= Aim of the task =
Report only how many lines of the records contain the word "unterminated".

※ ※ ※

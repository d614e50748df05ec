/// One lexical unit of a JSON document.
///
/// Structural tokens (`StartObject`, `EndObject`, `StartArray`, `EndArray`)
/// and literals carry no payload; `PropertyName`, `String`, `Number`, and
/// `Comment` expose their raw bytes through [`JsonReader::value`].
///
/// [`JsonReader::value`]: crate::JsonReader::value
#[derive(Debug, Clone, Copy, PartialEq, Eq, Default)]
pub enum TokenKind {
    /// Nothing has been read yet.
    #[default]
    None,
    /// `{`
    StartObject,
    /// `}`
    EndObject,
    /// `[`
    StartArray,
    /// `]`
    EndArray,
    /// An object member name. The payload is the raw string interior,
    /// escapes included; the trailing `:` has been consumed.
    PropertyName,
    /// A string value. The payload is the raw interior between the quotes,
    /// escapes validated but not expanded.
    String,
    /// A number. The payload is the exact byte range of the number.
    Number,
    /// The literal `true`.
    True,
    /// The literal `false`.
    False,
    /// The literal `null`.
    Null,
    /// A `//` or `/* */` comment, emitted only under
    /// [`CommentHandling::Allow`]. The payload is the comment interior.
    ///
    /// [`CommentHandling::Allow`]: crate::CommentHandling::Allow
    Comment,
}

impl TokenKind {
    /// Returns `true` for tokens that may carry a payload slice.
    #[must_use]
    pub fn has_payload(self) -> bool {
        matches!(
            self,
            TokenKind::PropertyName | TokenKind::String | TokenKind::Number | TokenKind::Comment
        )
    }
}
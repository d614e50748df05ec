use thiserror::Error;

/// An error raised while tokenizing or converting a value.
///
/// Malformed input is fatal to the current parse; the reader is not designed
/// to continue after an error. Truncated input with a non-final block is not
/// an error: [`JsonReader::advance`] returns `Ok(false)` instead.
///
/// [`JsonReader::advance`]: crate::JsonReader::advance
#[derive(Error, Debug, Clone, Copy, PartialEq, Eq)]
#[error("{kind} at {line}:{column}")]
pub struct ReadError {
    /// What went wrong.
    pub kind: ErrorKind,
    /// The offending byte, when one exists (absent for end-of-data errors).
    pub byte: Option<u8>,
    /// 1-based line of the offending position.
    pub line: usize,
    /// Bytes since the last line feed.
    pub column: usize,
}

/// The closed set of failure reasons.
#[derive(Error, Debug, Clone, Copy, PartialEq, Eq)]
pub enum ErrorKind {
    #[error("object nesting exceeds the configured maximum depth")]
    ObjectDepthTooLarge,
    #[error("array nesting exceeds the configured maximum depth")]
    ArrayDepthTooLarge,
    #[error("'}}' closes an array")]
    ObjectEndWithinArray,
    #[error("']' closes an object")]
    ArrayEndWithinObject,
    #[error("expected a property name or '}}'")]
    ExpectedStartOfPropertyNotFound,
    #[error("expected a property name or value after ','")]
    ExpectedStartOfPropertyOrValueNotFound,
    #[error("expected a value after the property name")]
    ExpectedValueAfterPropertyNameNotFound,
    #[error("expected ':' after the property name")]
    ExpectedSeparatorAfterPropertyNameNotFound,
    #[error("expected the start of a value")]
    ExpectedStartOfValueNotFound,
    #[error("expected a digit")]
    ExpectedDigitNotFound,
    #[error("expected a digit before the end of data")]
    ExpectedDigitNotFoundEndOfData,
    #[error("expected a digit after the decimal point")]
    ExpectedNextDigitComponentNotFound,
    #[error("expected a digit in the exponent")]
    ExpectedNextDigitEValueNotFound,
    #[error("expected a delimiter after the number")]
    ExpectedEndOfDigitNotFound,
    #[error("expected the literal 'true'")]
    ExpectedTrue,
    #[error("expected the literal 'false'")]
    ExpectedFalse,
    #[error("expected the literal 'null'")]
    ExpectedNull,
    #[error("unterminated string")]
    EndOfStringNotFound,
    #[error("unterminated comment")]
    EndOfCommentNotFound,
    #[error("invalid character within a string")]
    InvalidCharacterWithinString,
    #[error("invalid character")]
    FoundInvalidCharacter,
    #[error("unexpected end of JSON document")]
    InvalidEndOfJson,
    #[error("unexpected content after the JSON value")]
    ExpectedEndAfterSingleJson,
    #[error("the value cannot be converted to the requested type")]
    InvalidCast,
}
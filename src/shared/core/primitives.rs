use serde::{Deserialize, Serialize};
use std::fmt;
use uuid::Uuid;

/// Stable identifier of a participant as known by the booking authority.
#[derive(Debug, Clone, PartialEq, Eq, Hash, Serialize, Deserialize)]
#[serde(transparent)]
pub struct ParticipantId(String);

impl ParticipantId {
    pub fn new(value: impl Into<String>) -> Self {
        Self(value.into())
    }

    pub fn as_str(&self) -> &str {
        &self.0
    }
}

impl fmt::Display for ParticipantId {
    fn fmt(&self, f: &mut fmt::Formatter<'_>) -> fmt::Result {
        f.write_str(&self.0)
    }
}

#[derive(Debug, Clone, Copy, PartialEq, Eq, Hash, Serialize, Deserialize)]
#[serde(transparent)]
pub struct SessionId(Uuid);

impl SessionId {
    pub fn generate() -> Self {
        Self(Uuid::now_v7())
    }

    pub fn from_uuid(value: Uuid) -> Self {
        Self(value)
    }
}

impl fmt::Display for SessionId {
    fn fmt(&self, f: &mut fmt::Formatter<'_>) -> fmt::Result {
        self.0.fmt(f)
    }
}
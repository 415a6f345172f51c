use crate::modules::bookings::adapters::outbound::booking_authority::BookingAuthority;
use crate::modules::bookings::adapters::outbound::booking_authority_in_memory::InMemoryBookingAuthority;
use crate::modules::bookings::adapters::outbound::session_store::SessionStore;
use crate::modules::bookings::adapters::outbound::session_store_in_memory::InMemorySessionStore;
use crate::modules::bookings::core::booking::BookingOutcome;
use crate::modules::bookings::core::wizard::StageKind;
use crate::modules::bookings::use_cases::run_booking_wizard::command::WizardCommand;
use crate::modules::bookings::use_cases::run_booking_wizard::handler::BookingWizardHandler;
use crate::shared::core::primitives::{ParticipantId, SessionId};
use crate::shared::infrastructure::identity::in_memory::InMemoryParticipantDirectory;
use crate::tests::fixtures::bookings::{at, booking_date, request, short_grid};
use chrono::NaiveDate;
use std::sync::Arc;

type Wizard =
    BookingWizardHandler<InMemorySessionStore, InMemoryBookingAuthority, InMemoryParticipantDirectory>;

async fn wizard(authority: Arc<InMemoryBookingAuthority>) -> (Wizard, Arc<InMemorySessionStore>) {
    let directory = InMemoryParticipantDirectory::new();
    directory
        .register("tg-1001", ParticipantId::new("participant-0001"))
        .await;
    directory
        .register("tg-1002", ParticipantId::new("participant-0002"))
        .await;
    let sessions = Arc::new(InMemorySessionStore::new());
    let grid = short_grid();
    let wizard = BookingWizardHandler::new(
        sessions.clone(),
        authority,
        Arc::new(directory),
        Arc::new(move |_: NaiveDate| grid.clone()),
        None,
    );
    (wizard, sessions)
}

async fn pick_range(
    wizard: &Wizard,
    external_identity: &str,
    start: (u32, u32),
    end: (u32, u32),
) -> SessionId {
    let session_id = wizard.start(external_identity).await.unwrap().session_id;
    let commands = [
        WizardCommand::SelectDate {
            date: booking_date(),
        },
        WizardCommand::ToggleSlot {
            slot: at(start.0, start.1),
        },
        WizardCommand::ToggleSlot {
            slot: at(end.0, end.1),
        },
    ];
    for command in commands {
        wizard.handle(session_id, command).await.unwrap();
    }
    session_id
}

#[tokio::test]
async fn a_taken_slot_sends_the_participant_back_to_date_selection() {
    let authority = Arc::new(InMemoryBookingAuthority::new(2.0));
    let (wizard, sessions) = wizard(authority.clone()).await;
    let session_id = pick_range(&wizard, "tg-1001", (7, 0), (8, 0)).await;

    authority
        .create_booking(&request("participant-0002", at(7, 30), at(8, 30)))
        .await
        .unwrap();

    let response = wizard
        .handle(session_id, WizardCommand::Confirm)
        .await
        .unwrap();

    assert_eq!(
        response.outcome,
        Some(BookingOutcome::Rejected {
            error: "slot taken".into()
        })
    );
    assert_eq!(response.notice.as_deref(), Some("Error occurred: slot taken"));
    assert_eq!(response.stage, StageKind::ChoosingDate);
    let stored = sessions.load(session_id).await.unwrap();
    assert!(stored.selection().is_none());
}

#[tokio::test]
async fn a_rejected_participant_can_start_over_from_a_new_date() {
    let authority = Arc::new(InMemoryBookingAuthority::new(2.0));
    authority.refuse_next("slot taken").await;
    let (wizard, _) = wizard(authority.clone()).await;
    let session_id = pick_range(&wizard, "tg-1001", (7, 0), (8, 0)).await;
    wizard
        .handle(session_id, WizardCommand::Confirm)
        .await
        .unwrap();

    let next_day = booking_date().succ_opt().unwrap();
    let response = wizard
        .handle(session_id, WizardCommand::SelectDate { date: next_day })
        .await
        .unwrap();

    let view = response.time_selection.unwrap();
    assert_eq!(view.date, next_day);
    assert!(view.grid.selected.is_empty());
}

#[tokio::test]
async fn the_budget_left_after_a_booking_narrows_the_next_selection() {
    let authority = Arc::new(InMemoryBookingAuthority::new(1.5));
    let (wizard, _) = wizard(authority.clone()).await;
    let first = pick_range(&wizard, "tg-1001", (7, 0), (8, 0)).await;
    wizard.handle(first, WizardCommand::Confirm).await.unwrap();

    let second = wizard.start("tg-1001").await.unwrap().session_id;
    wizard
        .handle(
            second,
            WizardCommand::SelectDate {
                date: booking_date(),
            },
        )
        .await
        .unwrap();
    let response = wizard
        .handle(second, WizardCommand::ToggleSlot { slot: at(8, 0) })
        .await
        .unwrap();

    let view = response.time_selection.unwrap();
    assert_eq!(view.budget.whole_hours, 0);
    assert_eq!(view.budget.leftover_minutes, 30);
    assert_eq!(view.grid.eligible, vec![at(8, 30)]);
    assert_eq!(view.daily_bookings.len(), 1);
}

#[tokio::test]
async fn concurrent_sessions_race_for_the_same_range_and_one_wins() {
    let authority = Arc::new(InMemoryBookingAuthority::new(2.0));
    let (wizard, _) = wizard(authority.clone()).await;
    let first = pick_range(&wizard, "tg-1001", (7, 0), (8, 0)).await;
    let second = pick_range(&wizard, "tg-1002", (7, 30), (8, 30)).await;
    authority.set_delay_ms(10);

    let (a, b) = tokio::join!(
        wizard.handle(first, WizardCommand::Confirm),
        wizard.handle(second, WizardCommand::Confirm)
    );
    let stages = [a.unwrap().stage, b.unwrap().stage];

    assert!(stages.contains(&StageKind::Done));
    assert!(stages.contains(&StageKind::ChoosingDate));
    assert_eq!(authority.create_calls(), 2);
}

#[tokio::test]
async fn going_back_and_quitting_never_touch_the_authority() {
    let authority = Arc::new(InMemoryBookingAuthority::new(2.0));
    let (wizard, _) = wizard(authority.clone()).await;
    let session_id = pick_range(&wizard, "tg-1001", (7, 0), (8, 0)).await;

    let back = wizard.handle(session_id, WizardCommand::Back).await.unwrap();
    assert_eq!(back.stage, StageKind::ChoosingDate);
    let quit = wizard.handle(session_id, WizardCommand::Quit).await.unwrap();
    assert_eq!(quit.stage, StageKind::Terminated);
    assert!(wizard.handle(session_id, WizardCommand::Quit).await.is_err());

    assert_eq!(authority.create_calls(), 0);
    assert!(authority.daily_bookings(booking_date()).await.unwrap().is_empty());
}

※ ※ ※

= Result below =
2